National brands prefer the acquisition route since the southern market is culturally different, reports T E Narasimhan from Chennai.
Entrepreneurs have realised that things have become more competitive and to go national, they need to piggy-back with somebody. Photograph: PTI Photo.
Fast moving consumer goods (FMCG) companies in the south are opening the door for investors.
Mergers and acquisitions (M&A) data in the segment during 2015-16 shows that FMCG entities from the north and west are acquiring more southern brands. Examples in 2015 were Hindustan Unilever, Godrej Agrovet and Future Consumer Enterprises.
The last-named acquired MNS Food in May 2015 (deal size not disclosed); Godrej Agrovet acquired Creamline Dairy for $23 million in December 2015. The same month, Hindustan Unilever announced the acquisition of Indulekha for $50 million.
And, this month, Future Retail announced the acquisition of Heritage Foods. This, it said, would complement its existing network of 379 small-format EasyDay stores in north India.
"The consolidation of Heritage small-format stores brings us closer to the homes of customers in the three key metros in southern India," said Kishore Biyani, chairman and managing director. "Scale plays an important role in retail and this forms part of our strategy, of aggressively expanding our small stores network to around 3,000 nationally by 2021."

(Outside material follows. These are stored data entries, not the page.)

//! Cart Line Items

use std::num::NonZeroU32;

use rusty_money::{Money, iso::Currency};

use crate::{
    carts::CartError,
    pricing::{PricingError, line_total},
    products::Product,
};

/// A product and the quantity of it held in a cart.
#[derive(Debug, Clone, PartialEq)]
pub struct CartLineItem {
    product: Product,
    quantity: u32,
}

impl CartLineItem {
    /// Creates a line item, checking `quantity` against the product's stock.
    ///
    /// # Errors
    ///
    /// Returns [`CartError::StockExceeded`] if `quantity` is more than the
    /// product has in stock.
    pub(crate) fn new(product: Product, quantity: NonZeroU32) -> Result<Self, CartError> {
        let items_in_stock = product.items_in_stock();

        if quantity.get() > items_in_stock {
            return Err(CartError::StockExceeded { items_in_stock });
        }

        Ok(Self {
            product,
            quantity: quantity.get(),
        })
    }

    /// Adds `delta` to the quantity unless the total would exceed `stock_limit`.
    ///
    /// The quantity is left untouched on failure.
    ///
    /// # Errors
    ///
    /// Returns [`CartError::StockExceeded`] carrying `stock_limit`.
    pub(crate) fn increase_quantity_by(
        &mut self,
        delta: NonZeroU32,
        stock_limit: u32,
    ) -> Result<(), CartError> {
        let quantity = self
            .quantity
            .checked_add(delta.get())
            .filter(|quantity| *quantity <= stock_limit)
            .ok_or(CartError::StockExceeded {
                items_in_stock: stock_limit,
            })?;

        self.quantity = quantity;

        Ok(())
    }

    /// The product this line item refers to.
    pub fn product(&self) -> &Product {
        &self.product
    }

    /// Number of units, always at least one.
    pub fn quantity(&self) -> u32 {
        self.quantity
    }

    /// Quantity times unit price.
    ///
    /// # Errors
    ///
    /// Returns [`PricingError::Overflow`] if the total does not fit in minor units.
    pub fn sub_total(&self) -> Result<Money<'static, Currency>, PricingError> {
        line_total(self.product.price(), self.quantity)
    }
}

#[cfg(test)]
mod tests {
    use testresult::TestResult;

    use crate::fixtures::{euros, test_product};

    use super::*;

    fn qty(value: u32) -> TestResult<NonZeroU32> {
        Ok(NonZeroU32::new(value).ok_or("quantity must be non-zero")?)
    }

    #[test]
    fn new_rejects_quantity_above_stock() -> TestResult {
        let product = test_product(euros(19, 99), 3);

        let result = CartLineItem::new(product, qty(4)?);

        assert_eq!(result, Err(CartError::StockExceeded { items_in_stock: 3 }));

        Ok(())
    }

    #[test]
    fn increase_quantity_up_to_the_limit() -> TestResult {
        let mut item = CartLineItem::new(test_product(euros(19, 99), 10), qty(4)?)?;

        item.increase_quantity_by(qty(6)?, 10)?;

        assert_eq!(item.quantity(), 10);

        Ok(())
    }

    #[test]
    fn increase_quantity_past_the_limit_leaves_quantity_unchanged() -> TestResult {
        let mut item = CartLineItem::new(test_product(euros(19, 99), 10), qty(4)?)?;

        let result = item.increase_quantity_by(qty(7)?, 10);

        assert_eq!(result, Err(CartError::StockExceeded { items_in_stock: 10 }));
        assert_eq!(item.quantity(), 4);

        Ok(())
    }

    #[test]
    fn increase_quantity_overflow_is_reported_as_stock_exceeded() -> TestResult {
        let mut item = CartLineItem::new(test_product(euros(1, 0), u32::MAX), qty(u32::MAX)?)?;

        let result = item.increase_quantity_by(qty(1)?, u32::MAX);

        assert_eq!(
            result,
            Err(CartError::StockExceeded {
                items_in_stock: u32::MAX
            })
        );
        assert_eq!(item.quantity(), u32::MAX);

        Ok(())
    }

    #[test]
    fn sub_total_is_quantity_times_price() -> TestResult {
        let item = CartLineItem::new(test_product(euros(25, 99), 5), qty(3)?)?;

        assert_eq!(item.sub_total()?, euros(77, 97));

        Ok(())
    }
}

Heritage retail is one of the strong brands in the south. Dharmender K Matai, its operations head at the retail & bakery division, said the dairy segment was growing and being health-related, many FMCG companies were trying to be part of it.
The organic and traditional foods segment was growing at 25 per cent yearly. And, ayurveda formula-based companies and products are seeing new demand; large multinationals without a presence are acquiring brands to expand their portfolio or to launch a new line.

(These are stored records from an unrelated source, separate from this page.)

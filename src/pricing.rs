//! Pricing

use rusty_money::{Money, MoneyError, iso::Currency};
use thiserror::Error;

/// Errors that can occur while pricing line items.
#[derive(Debug, Error, PartialEq)]
pub enum PricingError {
    /// Quantity times unit price does not fit in minor units.
    #[error("line total overflows the minor unit range")]
    Overflow,

    /// Wrapped money arithmetic or currency mismatch error.
    #[error(transparent)]
    Money(#[from] MoneyError),
}

/// Calculates `quantity` units at `price`.
///
/// # Errors
///
/// Returns [`PricingError::Overflow`] if the total does not fit in minor units.
pub fn line_total<'a>(
    price: &Money<'a, Currency>,
    quantity: u32,
) -> Result<Money<'a, Currency>, PricingError> {
    let minor_units = price
        .to_minor_units()
        .checked_mul(i64::from(quantity))
        .ok_or(PricingError::Overflow)?;

    Ok(Money::from_minor(minor_units, price.currency()))
}

/// Sums a sequence of prices.
///
/// Returns `None` for an empty sequence: there is no currency to express a
/// zero amount in.
///
/// # Errors
///
/// Returns [`PricingError::Money`] if the prices are in different currencies.
pub fn total_price<'a>(
    prices: impl IntoIterator<Item = Money<'a, Currency>>,
) -> Result<Option<Money<'a, Currency>>, PricingError> {
    let mut prices = prices.into_iter();

    let Some(first) = prices.next() else {
        return Ok(None);
    };

    let total = prices.try_fold(first, |acc, price| acc.add(price))?;

    Ok(Some(total))
}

C K Ranganathan, chairman, CavinKare, said a number of private equity (PE) entities are chasing South Indian companies since the latter's quality is high, as is credibility.
Entrepreneurs have also realised that things have become more competitive and to go national, they need to piggy-back with somebody. So, they are open for acquisitions or getting acquired or for PE infusion.

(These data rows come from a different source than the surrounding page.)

//! Products

use std::{
    fmt::{Display, Formatter, Result as FmtResult},
    str::FromStr,
};

use rand::seq::SliceRandom;
use rusty_money::{Money, iso::Currency};
use thiserror::Error;

/// Characters used for generated product IDs. Omits look-alikes (0/O, 1/I).
const PRODUCT_ID_ALPHABET: &[u8] = b"23456789ABCDEFGHJKLMNPQRSTUVWXYZ";

/// Length of generated product IDs.
const PRODUCT_ID_LENGTH: usize = 8;

/// Errors raised while constructing a [`ProductId`].
#[derive(Debug, Error, PartialEq, Eq)]
pub enum ProductIdError {
    /// The value was empty or whitespace only.
    #[error("product id must not be empty")]
    Empty,
}

/// Product ID
#[derive(Debug, Clone, PartialEq, Eq, Hash, PartialOrd, Ord)]
pub struct ProductId(String);

impl ProductId {
    /// Creates a product ID from a non-blank string.
    ///
    /// # Errors
    ///
    /// Returns [`ProductIdError::Empty`] if `value` is empty or whitespace only.
    pub fn new(value: impl Into<String>) -> Result<Self, ProductIdError> {
        let value = value.into();

        if value.trim().is_empty() {
            return Err(ProductIdError::Empty);
        }

        Ok(Self(value))
    }

    /// Generates a random eight character product ID.
    #[must_use]
    pub fn random() -> Self {
        let mut rng = rand::thread_rng();

        let value = (0..PRODUCT_ID_LENGTH)
            .filter_map(|_| PRODUCT_ID_ALPHABET.choose(&mut rng).copied())
            .map(char::from)
            .collect();

        Self(value)
    }

    /// Returns the ID as a string slice.
    pub fn as_str(&self) -> &str {
        &self.0
    }
}

impl FromStr for ProductId {
    type Err = ProductIdError;

    fn from_str(s: &str) -> Result<Self, Self::Err> {
        Self::new(s)
    }
}

impl Display for ProductId {
    fn fmt(&self, f: &mut Formatter<'_>) -> FmtResult {
        f.write_str(&self.0)
    }
}

/// Product
///
/// Products are owned by the product repository; carts hold copies.
#[derive(Debug, Clone, PartialEq)]
pub struct Product {
    id: ProductId,
    name: String,
    description: String,
    price: Money<'static, Currency>,
    items_in_stock: u32,
}

impl Product {
    /// Creates a new product.
    pub fn new(
        id: ProductId,
        name: impl Into<String>,
        description: impl Into<String>,
        price: Money<'static, Currency>,
        items_in_stock: u32,
    ) -> Self {
        Self {
            id,
            name: name.into(),
            description: description.into(),
            price,
            items_in_stock,
        }
    }

    /// Product ID
    pub fn id(&self) -> &ProductId {
        &self.id
    }

    /// Product name
    pub fn name(&self) -> &str {
        &self.name
    }

    /// Product description
    pub fn description(&self) -> &str {
        &self.description
    }

    /// Unit price
    pub fn price(&self) -> &Money<'static, Currency> {
        &self.price
    }

    /// Number of units available, the ceiling for any single cart.
    pub fn items_in_stock(&self) -> u32 {
        self.items_in_stock
    }

    /// Whether `query` occurs in the name or description, ignoring case.
    pub fn matches(&self, query: &str) -> bool {
        let query = query.to_lowercase();

        self.name.to_lowercase().contains(&query)
            || self.description.to_lowercase().contains(&query)
    }
}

"Either you should have the guts to go national with the help of PE or encash what you have created, which more people are opting for," he said.
National brands prefer the acquisition route since the southern market is culturally different and they'd like to occupy the existing brand than building their own in the new markets. The entry of national brands will put pressure on the southern ones because the former invest heavily.
Selling out is an option. And, retailing needs huge involvement, besides being capital-intensive. Hence, formerly conservative FMCG companies have started opening the door for investors.
As examples, Manna Foods rasied $5 million in May 2015 from Fulcrum Venture India. In May 2016, Maiyas Food raised $30 million from Peepul Capital and Ascent Capital. The same month, Srikrishna Milks raised $2 million from Capvent, and in October, Dairy Classic Creams raised $17 mn from Motilal Oswal.
"However, the reality is that southern India is high in terms of per capita consumption and nowhere has penetration reached saturation point. Always having been used as a product testing ground by FMCG players, given its demography of a more evolved consumer, it has become a tough market for these very companies," said an expert.